Prestazioni e autonomia invece, si sa, già eccellenti.
Il prezzo? Concorrenziale, sì, ma bisogna valutare rispetto a cosa.
Come oggi c'è chi spende 20000 euro in più per un' Audi A6 rispetto ad una fronzoli-a-parte equiparabile Insignia/Superb,
ci sarà in futuro chi li spenderà per distinguersi dalla massa (quasi) tutta in giro in Tesla e cinesi.
Ecco ora la differenza mi pare più sui 30k che i 20k ma è più che verosimile che a regime rientri nell'ambito del delta di spesa accettabile per chi voglia un'auto di certo prestigio (tralasciando il settore lusso...).
Qui, più che Tesla, ci sono arrembanti nuove Marche orientali che potranno essere una spina nel fianco per le vecchie premium europee, che oramai hanno minimi margini di errore...

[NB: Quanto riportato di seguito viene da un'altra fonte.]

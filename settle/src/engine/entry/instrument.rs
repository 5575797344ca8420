//! Instrument and Holding Types
//!
//! An instrument is identified by its registry admin and an id such as
//! `"splice:usdc"`. A holding is an amount of one instrument owned by a party.

use rust_decimal::Decimal;
use serde::{Deserialize, Serialize};

/// Identifies a token on the ledger
#[derive(Debug, Clone, PartialEq, Eq, Hash, Serialize, Deserialize, Default)]
pub struct InstrumentId {
    /// Party administering the instrument registry
    pub admin: String,
    /// Registry-local identifier, segments separated by `:`
    pub id: String,
}

impl InstrumentId {
    pub fn new(admin: impl Into<String>, id: impl Into<String>) -> Self {
        Self {
            admin: admin.into(),
            id: id.into(),
        }
    }

    /// Short display symbol: the last `:` segment of the id, or `Token` when empty
    pub fn symbol(&self) -> &str {
        match self.id.rsplit(':').next() {
            Some(last) if !last.is_empty() => last,
            _ => "Token",
        }
    }
}

/// An amount of one instrument owned by a party
#[derive(Debug, Clone, PartialEq, Eq, Serialize, Deserialize)]
#[serde(rename_all = "camelCase")]
pub struct Holding {
    pub instrument_id: InstrumentId,
    pub owner: String,
    pub amount: Decimal,
}

impl Holding {
    pub fn new(instrument_id: InstrumentId, owner: impl Into<String>, amount: Decimal) -> Self {
        Self {
            instrument_id,
            owner: owner.into(),
            amount,
        }
    }
}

La tragedia vera è per i costruttori generalisti: non ci sarà più spazio per tutti e solo quelli che sapranno differenziare bene prodotto, immagine e servizi, potranno ritagliarsi uno spazio tra le lavatrici americane e le radioline cinesi. Tra questi credo avranno più possibilità di sopravvivenza quelli che hanno buona parte del fatturato fuori UE.

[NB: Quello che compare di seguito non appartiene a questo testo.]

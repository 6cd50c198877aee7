//! Drawing domain — public API.
//!
//! Everything here is pure data and logic with no Tauri or OS dependencies,
//! so it can be exercised directly from tests.

pub mod canvas;
pub mod color;
pub mod geometry;
pub mod keymap;
pub mod mode;

pub use canvas::{
    Canvas, CanvasSnapshot, HistoryEntry, HistoryKind, PenState, Shape, Stroke, DEFAULT_PEN_SIZE,
    PEN_SIZE_RANGE,
};
pub use color::{Color, ColorError, HIGHLIGHTER_ALPHA, OPAQUE, PALETTE};
pub use geometry::{Point, Rect};
pub use keymap::Action;
pub use mode::{Mode, ShapeKind};
//! Screen capture domain — public API.
//!
//! External code should only use the functions exported here.

mod encode;
mod screenshot;

pub use encode::{encode_png, encode_png_base64, EncodeError};
pub use screenshot::{capture_primary_monitor, CaptureError};
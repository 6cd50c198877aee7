//! Build script for Sketch Overlay.
//!
//! Only Tauri's own code generation (context, capabilities, icons) is needed.

fn main() {
    tauri_build::build();
}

Certi costruttori al momento hanno versioni elettriche di segmenti inferiore a "S3XY" che costano uno sproposito,
ma a parziale scusante c'è il fatto che per lo più si tratta di progetti nécarnenépesce, per lo pkiù ottimizzati per la propulsione tradizionale: è fisiologico che anche qui la distanza da Tesla si ridurrà progettando piattaforme specifiche. Ma, appunto, sopravviveranno solo i più bravi.